(Goal of the exercise): Find how many lines in the material contain "spliced"; your answer should be that number alone.
(Given records)
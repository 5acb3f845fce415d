//! Clause anchors and splice primitives
//!
//! Query text is never parsed. Instead the builder locates the first
//! occurrence of a small, fixed set of anchor keywords and splices new
//! fragments around them. Anchors appear in this relative order when present:
//! SELECT < FROM < JOIN < WHERE < GROUP BY < ORDER BY < paging.
//! A keyword only counts when it starts a word, so identifiers such as
//! `ELSEWHERE` never act as anchors.

use std::sync::LazyLock;

use regex::Regex;

/// Anchor keywords recognized in partially built query text
#[derive(Debug, Clone, Copy, PartialEq, Eq, PartialOrd, Ord, Hash)]
pub enum Anchor {
    Select,
    From,
    Join,
    Where,
    GroupBy,
    OrderBy,
    Paging,
}

static ANCHOR_PATTERNS: LazyLock<Vec<Regex>> = LazyLock::new(|| {
    Anchor::ALL
        .iter()
        .map(|anchor| Regex::new(anchor.pattern()).expect("anchor pattern is valid"))
        .collect()
});

impl Anchor {
    /// Every anchor, in clause order
    pub const ALL: [Anchor; 7] = [
        Anchor::Select,
        Anchor::From,
        Anchor::Join,
        Anchor::Where,
        Anchor::GroupBy,
        Anchor::OrderBy,
        Anchor::Paging,
    ];

    /// The keyword text this anchor stands for
    pub fn keyword(self) -> &'static str {
        match self {
            Anchor::Select => "SELECT",
            Anchor::From => "FROM ",
            Anchor::Join => "JOIN ",
            Anchor::Where => "WHERE",
            Anchor::GroupBy => "GROUP BY ",
            Anchor::OrderBy => "ORDER BY ",
            Anchor::Paging => "OFFSET ",
        }
    }

    fn pattern(self) -> &'static str {
        match self {
            Anchor::Select => r"\bSELECT\b",
            Anchor::From => r"\bFROM ",
            Anchor::Join => r"\bJOIN ",
            Anchor::Where => r"\bWHERE\b",
            Anchor::GroupBy => r"\bGROUP BY ",
            Anchor::OrderBy => r"\bORDER BY ",
            Anchor::Paging => r"\bOFFSET ",
        }
    }

    fn regex(self) -> &'static Regex {
        &ANCHOR_PATTERNS[self as usize]
    }
}

/// Read-only view over query text that finds anchors and builds spliced copies
#[derive(Debug, Clone, Copy)]
pub struct ClauseCursor<'q> {
    query: &'q str,
    separator: &'q str,
}

impl<'q> ClauseCursor<'q> {
    pub fn new(query: &'q str, separator: &'q str) -> Self {
        Self { query, separator }
    }

    /// Byte offset of the first occurrence of `anchor`
    pub fn position(&self, anchor: Anchor) -> Option<usize> {
        anchor.regex().find(self.query).map(|m| m.start())
    }

    pub fn contains(&self, anchor: Anchor) -> bool {
        self.position(anchor).is_some()
    }

    /// Text from the first occurrence of `anchor` to the end, anchor included
    pub fn tail_from(&self, anchor: Anchor) -> Option<&'q str> {
        self.position(anchor).map(|idx| &self.query[idx..])
    }

    /// Copy of the text with `fragment` spliced immediately before `anchor`
    ///
    /// A separator is placed in front of the fragment when the preceding text
    /// does not already end in whitespace. The fragment itself is expected to
    /// end with whatever separates it from the anchor.
    pub fn insert_before(&self, anchor: Anchor, fragment: &str) -> Option<String> {
        let idx = self.position(anchor)?;
        let (head, tail) = self.query.split_at(idx);

        let mut out = String::with_capacity(self.query.len() + fragment.len() + 1);
        out.push_str(head);
        if needs_separator(head) {
            out.push_str(self.separator);
        }
        out.push_str(fragment);
        out.push_str(tail);

        tracing::trace!(anchor = ?anchor, at = idx, "spliced fragment");
        Some(out)
    }

    /// Splice before the first of `anchors` that is present, tried in order
    pub fn insert_before_first(&self, anchors: &[Anchor], fragment: &str) -> Option<String> {
        anchors
            .iter()
            .find_map(|anchor| self.insert_before(*anchor, fragment))
    }

    /// Copy of the text with `clause` appended after a separator
    pub fn append(&self, clause: &str) -> String {
        let mut out = String::with_capacity(self.query.len() + clause.len() + 1);
        out.push_str(self.query);
        if needs_separator(self.query) {
            out.push_str(self.separator);
        }
        out.push_str(clause);
        out
    }
}

fn needs_separator(text: &str) -> bool {
    text.chars().last().is_some_and(|c| !c.is_whitespace())
}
(End Given records)
(Answer for the task): 3